[DATA EXTRACT Boundary: Start]

/// Force the type of the next frame. `frame_type` is one of the `MFC_FORCE_FRAME_*` values.
///
/// # Safety
/// `encoder` must be a valid context.
pub unsafe extern "C" fn mfc_encoder_set_frame_type(
    encoder: *mut mfc_encoder,
    frame_type: c_int,
) -> c_int {
    let frame_type = match frame_type {
        MFC_FORCE_FRAME_DISABLED => ForceFrameType::Disabled,
        MFC_FORCE_FRAME_I => ForceFrameType::IFrame,
        MFC_FORCE_FRAME_NOT_CODED => ForceFrameType::NotCoded,
        _ => return MFC_ERROR_BADPARAM,
    };
    result_code(
        "set_frame_type",
        context(encoder).and_then(|ctx| ctx.encoder.set_frame_type(frame_type)),
    )
}

/// `mode` is one of the `MFC_FRAME_SKIP_*` values.
///
/// # Safety
/// `encoder` must be a valid context.
pub unsafe extern "C" fn mfc_encoder_set_frame_skip(encoder: *mut mfc_encoder, mode: c_int) -> c_int {
    result_code(
        "set_frame_skip",
        context(encoder).and_then(|ctx| ctx.encoder.set_frame_skip(frame_skip_from_c(mode)?)),
    )
}

/// # Safety
/// `encoder` must be a valid context.
pub unsafe extern "C" fn mfc_encoder_enable_prepend_sps_pps_to_idr(
    encoder: *mut mfc_encoder,
) -> c_int {
    result_code(
        "enable_prepend_sps_pps_to_idr",
        context(encoder).and_then(|ctx| ctx.encoder.enable_prepend_sps_pps_to_idr()),
    )
}

/// Operations of encoding contexts.
#[repr(C)]
pub struct mfc_encoder_ops {
    /// Version of the table, at most `EXYNOS_MFC_OPS_VERSION`.
    pub version: u32,
    /// Set of `OpsCaps` bits.
    pub capabilities: u32,

    pub init: extern "C" fn(c_uint) -> *mut mfc_encoder,
    pub finalize: unsafe extern "C" fn(*mut mfc_encoder) -> c_int,

    pub set_enc_param: unsafe extern "C" fn(*mut mfc_encoder, *const mfc_enc_param) -> c_int,
    pub set_frame_tag: unsafe extern "C" fn(*mut mfc_encoder, c_int) -> c_int,
    pub get_frame_tag: unsafe extern "C" fn(*mut mfc_encoder) -> c_int,
    pub set_frame_type: unsafe extern "C" fn(*mut mfc_encoder, c_int) -> c_int,
    pub set_frame_rate: unsafe extern "C" fn(*mut mfc_encoder, c_int) -> c_int,
    pub set_bit_rate: unsafe extern "C" fn(*mut mfc_encoder, c_int) -> c_int,
    pub set_frame_skip: unsafe extern "C" fn(*mut mfc_encoder, c_int) -> c_int,
    pub set_idr_period: unsafe extern "C" fn(*mut mfc_encoder, c_int) -> c_int,
    pub enable_prepend_sps_pps_to_idr: unsafe extern "C" fn(*mut mfc_encoder) -> c_int,

    pub enable_cacheable: unsafe extern "C" fn(*mut mfc_encoder, c_uint) -> c_int,
    pub set_shareable: unsafe extern "C" fn(*mut mfc_encoder, c_uint, bool) -> c_int,
    pub get_buffer: unsafe extern "C" fn(*mut mfc_encoder, c_uint, c_int, *mut mfc_buffer) -> c_int,
    pub set_geometry: unsafe extern "C" fn(*mut mfc_encoder, c_uint, *const mfc_geometry) -> c_int,
    pub get_geometry: unsafe extern "C" fn(*mut mfc_encoder, c_uint, *mut mfc_geometry) -> c_int,
    pub setup: unsafe extern "C" fn(*mut mfc_encoder, c_uint, c_uint) -> c_int,
    pub run: unsafe extern "C" fn(*mut mfc_encoder, c_uint) -> c_int,
    pub stop: unsafe extern "C" fn(*mut mfc_encoder, c_uint) -> c_int,
    pub wait: unsafe extern "C" fn(*mut mfc_encoder, c_uint) -> c_int,
    pub register:
        unsafe extern "C" fn(*mut mfc_encoder, c_uint, *const mfc_plane, c_uint) -> c_int,
    pub clear_registered: unsafe extern "C" fn(*mut mfc_encoder, c_uint) -> c_int,
    pub find: unsafe extern "C" fn(*mut mfc_encoder, c_uint, *const mfc_plane) -> c_int,
    pub enqueue: unsafe extern "C" fn(
        *mut mfc_encoder,
        c_uint,
        *const mfc_plane,
        c_uint,
        *mut c_void,
        c_uint,
    ) -> c_int,
    pub enqueue_all: unsafe extern "C" fn(*mut mfc_encoder, c_uint) -> c_int,
    pub dequeue: unsafe extern "C" fn(*mut mfc_encoder, c_uint, *mut mfc_buffer) -> c_int,
    pub extension_enqueue: unsafe extern "C" fn(
        *mut mfc_encoder,
        c_uint,
        *const mfc_plane,
        c_uint,
        *mut c_void,
    ) -> c_int,
    pub extension_dequeue: unsafe extern "C" fn(*mut mfc_encoder, c_uint, *mut mfc_buffer) -> c_int,
    pub clear_queue: unsafe extern "C" fn(*mut mfc_encoder, c_uint) -> c_int,
    pub cleanup: unsafe extern "C" fn(*mut mfc_encoder, c_uint) -> c_int,
}
impl Default for EncoderConfig {
    fn default() -> Self {
        EncoderConfig {
            device: DeviceConfig::new(DEFAULT_ENCODER_DEVICE)
                .poll_timeout_ms(DEFAULT_POLL_TIMEOUT_MS),
            memory: MemoryType::UserPtr,
        }
    }
}

impl EncoderConfig {
    /// Default configuration, with the node taken from [`ENCODER_DEVICE_ENV`] if it is set.
    pub fn from_env() -> Self {
        let config = Self::default();
        EncoderConfig {
            device: config.device.path_from_env(ENCODER_DEVICE_ENV),
            ..config
        }
    }

    pub fn path<P: Into<PathBuf>>(self, path: P) -> Self {
        EncoderConfig {
            device: DeviceConfig {
                path: path.into(),
                ..self.device
            },
            ..self
        }
    }

    pub fn memory(self, memory: MemoryType) -> Self {
        EncoderConfig { memory, ..self }
    }

    pub fn poll_timeout_ms(self, timeout_ms: i32) -> Self {
        EncoderConfig {
            device: self.device.poll_timeout_ms(timeout_ms),
            ..self
        }
    }
}

/// Behavior of the rate control when the encoder runs out of budget.
#[derive(Debug, Clone, Copy, PartialEq, Eq, Default)]
pub enum FrameSkipMode {
    #[default]
    Disabled,
    /// Skip frames to stay within the limits of the level.
    LevelLimit,
    /// Skip frames to stay within the VBV buffer size.
    BufLimit,
}

impl From<FrameSkipMode> for i32 {
    fn from(mode: FrameSkipMode) -> Self {
        match mode {
            FrameSkipMode::Disabled => bindings::V4L2_MPEG_MFC51_VIDEO_FRAME_SKIP_MODE_DISABLED,
            FrameSkipMode::LevelLimit => {
                bindings::V4L2_MPEG_MFC51_VIDEO_FRAME_SKIP_MODE_LEVEL_LIMIT
            }
            FrameSkipMode::BufLimit => bindings::V4L2_MPEG_MFC51_VIDEO_FRAME_SKIP_MODE_BUF_LIMIT,
        }
    }
}

/// Frame type to force on the next encoded frame.
#[derive(Debug, Clone, Copy, PartialEq, Eq)]
#[repr(i32)]
pub enum ForceFrameType {
    Disabled = 0,
    IFrame = 1,
    NotCoded = 2,
}

/// How frames are divided into slices.
#[derive(Debug, Clone, Copy, PartialEq, Eq, Default)]
pub enum SliceMode {
    #[default]
    Single,
    /// Slices of a fixed number of macroblocks.
    MaxMacroblocks,
    /// Slices of a fixed number of bytes.
    MaxBytes,
}

impl SliceMode {
    fn control_value(self) -> i32 {
        match self {
            SliceMode::Single => 0,
            SliceMode::MaxMacroblocks => 1,
            SliceMode::MaxBytes => 3,
        }
    }
}

/// Parameters shared by all codecs.
#[derive(Debug, Clone, Copy, PartialEq, Eq, Default)]
pub struct EncCommonParam {
    pub idr_period: i32,
    pub slice_mode: SliceMode,
    pub random_intra_mb_refresh: i32,
    pub pad_control_on: bool,
    pub luma_pad_val: i32,
    pub cb_pad_val: i32,
    pub cr_pad_val: i32,
    pub enable_frame_rate_control: bool,
    pub enable_mb_rate_control: bool,
    /// Target bitrate in bits per second.
    pub bitrate: i32,
    pub frame_qp: i32,
    pub frame_qp_p: i32,
    pub qs_code_max: i32,
    pub qs_code_min: i32,
    /// Reaction coefficient of the constant bitrate control.
    pub cbr_period_rf: i32,
    pub frame_skip: FrameSkipMode,
}

#[derive(Debug, Clone, Copy, PartialEq, Eq, Default)]
pub struct H264Param {
    pub profile_idc: i32,
    pub level_idc: i32,
    pub frame_qp_b: i32,
    pub frame_rate: i32,
    /// Macroblocks or bytes per slice, depending on the slice mode.
    pub slice_argument: i32,
    pub number_b_frames: i32,
    pub number_ref_for_p_frames: i32,
    pub loop_filter_disable: i32,
    pub loop_filter_alpha_c0_offset: i32,
    pub loop_filter_beta_offset: i32,
    /// Entropy coding: 0 for CAVLC, 1 for CABAC.
    pub symbol_mode: i32,
    pub picture_interlace: bool,
    pub transform_8x8_mode: bool,
    pub dark_disable: bool,
    pub smooth_disable: bool,
    pub static_disable: bool,
    pub activity_disable: bool,
}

[DATA EXTRACT Boundary: End]

### DESCRIPTION OF THE TASK
The response must contain each line above that holds the string "MaxMacroblocks".

### TASK SOLUTION
    MaxMacroblocks,
            SliceMode::MaxMacroblocks => 1,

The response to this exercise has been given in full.